--- The problem ---
Please copy out all lines of the entries that contain the word "logging".

--- Data shown ---
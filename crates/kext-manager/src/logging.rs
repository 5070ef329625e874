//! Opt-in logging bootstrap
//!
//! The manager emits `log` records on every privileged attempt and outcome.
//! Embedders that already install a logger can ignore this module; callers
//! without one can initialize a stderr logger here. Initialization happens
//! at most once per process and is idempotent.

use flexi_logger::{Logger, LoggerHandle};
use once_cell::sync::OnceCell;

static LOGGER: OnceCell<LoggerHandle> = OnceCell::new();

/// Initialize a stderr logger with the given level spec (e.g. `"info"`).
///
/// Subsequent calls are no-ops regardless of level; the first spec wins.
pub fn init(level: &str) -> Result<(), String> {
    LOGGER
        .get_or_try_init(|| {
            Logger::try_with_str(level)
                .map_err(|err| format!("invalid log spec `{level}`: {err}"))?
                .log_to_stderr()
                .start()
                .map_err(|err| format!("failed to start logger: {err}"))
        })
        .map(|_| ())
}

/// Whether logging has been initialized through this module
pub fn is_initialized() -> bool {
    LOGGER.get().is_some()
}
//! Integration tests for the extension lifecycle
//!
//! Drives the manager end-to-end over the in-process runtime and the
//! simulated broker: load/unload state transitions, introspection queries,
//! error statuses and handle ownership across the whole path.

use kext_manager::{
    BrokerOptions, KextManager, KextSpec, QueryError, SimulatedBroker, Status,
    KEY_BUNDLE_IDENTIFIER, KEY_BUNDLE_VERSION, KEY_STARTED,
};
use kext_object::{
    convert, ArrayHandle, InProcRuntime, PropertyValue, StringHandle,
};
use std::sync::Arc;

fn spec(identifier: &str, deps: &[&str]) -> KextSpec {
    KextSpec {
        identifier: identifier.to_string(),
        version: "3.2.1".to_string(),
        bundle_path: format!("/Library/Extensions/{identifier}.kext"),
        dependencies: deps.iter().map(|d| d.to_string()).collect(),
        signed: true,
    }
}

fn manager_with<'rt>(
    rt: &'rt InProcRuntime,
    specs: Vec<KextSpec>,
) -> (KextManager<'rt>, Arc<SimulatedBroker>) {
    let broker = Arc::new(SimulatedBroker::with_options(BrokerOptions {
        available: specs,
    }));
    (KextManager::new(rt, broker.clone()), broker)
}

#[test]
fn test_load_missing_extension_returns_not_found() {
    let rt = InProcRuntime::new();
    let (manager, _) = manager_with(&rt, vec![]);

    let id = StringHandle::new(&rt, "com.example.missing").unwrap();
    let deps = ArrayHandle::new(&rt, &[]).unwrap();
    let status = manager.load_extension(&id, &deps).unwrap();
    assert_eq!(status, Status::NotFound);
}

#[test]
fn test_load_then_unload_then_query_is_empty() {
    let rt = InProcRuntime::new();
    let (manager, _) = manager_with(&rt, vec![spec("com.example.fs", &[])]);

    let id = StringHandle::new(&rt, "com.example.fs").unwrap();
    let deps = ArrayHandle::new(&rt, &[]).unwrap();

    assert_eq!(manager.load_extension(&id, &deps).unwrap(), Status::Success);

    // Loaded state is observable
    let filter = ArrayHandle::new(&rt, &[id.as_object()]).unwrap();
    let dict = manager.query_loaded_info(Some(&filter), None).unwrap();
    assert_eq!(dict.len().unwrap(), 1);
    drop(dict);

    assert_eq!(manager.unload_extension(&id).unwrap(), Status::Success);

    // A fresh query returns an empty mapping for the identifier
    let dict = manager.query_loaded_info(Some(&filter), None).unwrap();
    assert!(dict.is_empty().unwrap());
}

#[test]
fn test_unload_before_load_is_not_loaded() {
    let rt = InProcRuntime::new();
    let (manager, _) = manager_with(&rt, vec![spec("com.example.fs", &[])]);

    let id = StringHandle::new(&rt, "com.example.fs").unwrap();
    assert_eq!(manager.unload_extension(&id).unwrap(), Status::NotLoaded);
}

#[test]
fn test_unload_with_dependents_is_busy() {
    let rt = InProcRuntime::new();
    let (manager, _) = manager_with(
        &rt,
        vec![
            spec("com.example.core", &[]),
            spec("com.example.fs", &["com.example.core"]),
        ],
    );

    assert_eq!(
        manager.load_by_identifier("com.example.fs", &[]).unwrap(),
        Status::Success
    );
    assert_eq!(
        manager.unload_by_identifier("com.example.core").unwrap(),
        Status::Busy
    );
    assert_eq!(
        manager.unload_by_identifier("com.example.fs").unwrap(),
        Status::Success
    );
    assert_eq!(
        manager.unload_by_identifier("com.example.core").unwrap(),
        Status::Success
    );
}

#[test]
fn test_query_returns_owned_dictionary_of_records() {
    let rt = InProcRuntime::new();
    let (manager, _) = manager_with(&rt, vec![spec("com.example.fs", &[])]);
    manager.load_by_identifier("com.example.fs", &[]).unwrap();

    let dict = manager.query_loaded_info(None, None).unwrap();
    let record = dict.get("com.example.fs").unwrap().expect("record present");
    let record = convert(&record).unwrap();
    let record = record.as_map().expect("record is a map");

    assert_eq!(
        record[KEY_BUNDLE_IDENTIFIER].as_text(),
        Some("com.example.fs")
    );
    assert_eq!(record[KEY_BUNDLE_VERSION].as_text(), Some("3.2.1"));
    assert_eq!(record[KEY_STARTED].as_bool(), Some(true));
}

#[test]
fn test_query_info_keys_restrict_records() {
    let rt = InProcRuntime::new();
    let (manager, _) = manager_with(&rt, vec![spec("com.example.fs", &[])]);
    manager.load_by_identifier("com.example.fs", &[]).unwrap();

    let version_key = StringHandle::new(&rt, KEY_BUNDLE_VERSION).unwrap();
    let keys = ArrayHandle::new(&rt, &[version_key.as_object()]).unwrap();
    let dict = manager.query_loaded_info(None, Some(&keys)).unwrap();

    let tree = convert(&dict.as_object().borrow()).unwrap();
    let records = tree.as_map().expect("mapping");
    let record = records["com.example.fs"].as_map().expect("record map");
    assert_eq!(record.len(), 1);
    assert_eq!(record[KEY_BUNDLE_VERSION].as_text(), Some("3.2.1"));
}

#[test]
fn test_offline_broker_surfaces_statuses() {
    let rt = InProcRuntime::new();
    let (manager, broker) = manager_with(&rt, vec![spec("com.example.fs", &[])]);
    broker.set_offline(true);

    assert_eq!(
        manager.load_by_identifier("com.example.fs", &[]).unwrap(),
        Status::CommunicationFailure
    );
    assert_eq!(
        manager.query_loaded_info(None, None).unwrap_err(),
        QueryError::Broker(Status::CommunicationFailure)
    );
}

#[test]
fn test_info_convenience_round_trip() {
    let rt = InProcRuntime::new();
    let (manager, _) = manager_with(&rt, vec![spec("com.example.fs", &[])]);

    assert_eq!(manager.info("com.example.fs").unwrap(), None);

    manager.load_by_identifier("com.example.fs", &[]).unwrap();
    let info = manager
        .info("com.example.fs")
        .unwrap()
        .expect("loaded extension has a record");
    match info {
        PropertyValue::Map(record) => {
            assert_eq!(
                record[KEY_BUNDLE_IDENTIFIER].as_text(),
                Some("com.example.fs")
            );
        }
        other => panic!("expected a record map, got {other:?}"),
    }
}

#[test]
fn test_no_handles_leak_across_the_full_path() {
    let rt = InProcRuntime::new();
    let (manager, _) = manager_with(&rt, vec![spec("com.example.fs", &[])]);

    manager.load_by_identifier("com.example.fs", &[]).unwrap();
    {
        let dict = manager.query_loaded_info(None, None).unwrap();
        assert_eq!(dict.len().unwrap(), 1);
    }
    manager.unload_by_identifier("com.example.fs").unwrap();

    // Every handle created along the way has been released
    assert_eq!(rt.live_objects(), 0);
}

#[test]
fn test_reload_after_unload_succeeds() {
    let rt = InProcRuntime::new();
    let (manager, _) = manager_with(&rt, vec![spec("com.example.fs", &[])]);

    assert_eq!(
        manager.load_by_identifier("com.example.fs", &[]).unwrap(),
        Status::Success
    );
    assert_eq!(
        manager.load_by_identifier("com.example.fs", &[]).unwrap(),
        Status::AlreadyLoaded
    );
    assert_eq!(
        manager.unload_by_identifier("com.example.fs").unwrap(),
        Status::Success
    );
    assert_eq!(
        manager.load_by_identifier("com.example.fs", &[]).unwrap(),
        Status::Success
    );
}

==

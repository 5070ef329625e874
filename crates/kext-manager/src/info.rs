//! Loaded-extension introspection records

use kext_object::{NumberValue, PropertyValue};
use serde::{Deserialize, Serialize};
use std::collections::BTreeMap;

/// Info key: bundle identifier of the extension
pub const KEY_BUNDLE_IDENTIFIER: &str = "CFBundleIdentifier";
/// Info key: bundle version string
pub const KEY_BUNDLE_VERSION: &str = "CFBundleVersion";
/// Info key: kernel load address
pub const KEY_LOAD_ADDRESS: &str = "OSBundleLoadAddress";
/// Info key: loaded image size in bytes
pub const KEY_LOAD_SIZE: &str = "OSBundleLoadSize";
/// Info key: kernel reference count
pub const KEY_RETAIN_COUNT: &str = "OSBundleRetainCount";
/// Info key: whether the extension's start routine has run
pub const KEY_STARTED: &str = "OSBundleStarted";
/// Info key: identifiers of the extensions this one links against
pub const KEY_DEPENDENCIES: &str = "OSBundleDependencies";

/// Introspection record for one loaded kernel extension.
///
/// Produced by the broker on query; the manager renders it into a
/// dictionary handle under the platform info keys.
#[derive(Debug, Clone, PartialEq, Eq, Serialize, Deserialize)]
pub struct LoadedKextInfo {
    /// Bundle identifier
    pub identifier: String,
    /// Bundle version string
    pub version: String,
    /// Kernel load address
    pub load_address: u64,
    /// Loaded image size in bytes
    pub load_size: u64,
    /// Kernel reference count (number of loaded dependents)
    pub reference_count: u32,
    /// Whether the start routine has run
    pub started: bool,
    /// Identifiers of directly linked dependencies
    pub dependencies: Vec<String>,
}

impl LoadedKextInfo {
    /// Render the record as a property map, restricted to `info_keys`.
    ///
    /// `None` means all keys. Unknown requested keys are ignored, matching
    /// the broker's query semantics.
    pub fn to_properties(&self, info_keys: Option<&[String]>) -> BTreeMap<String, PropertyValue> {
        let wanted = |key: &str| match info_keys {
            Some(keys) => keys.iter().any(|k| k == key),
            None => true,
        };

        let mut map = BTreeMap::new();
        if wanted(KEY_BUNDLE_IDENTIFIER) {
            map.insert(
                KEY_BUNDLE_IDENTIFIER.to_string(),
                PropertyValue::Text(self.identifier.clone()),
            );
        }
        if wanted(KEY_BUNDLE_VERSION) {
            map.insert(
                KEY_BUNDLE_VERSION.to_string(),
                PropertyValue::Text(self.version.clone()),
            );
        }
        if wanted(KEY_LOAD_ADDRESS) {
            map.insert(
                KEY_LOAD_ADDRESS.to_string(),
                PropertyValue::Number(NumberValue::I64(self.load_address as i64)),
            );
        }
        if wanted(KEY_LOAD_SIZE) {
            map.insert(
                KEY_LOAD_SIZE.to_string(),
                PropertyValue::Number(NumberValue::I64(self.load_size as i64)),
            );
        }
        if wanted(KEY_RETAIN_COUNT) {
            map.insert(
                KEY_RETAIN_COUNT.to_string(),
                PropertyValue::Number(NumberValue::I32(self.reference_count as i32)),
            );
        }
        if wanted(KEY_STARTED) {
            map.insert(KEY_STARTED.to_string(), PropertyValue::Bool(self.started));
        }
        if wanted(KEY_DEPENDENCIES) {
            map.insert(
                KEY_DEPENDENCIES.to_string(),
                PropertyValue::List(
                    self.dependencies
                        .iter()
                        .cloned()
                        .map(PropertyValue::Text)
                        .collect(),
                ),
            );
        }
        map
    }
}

--- Task result ---
filename crates/kext-manager/src/logging.rs
//! Opt-in logging bootstrap
/// Whether logging has been initialized through this module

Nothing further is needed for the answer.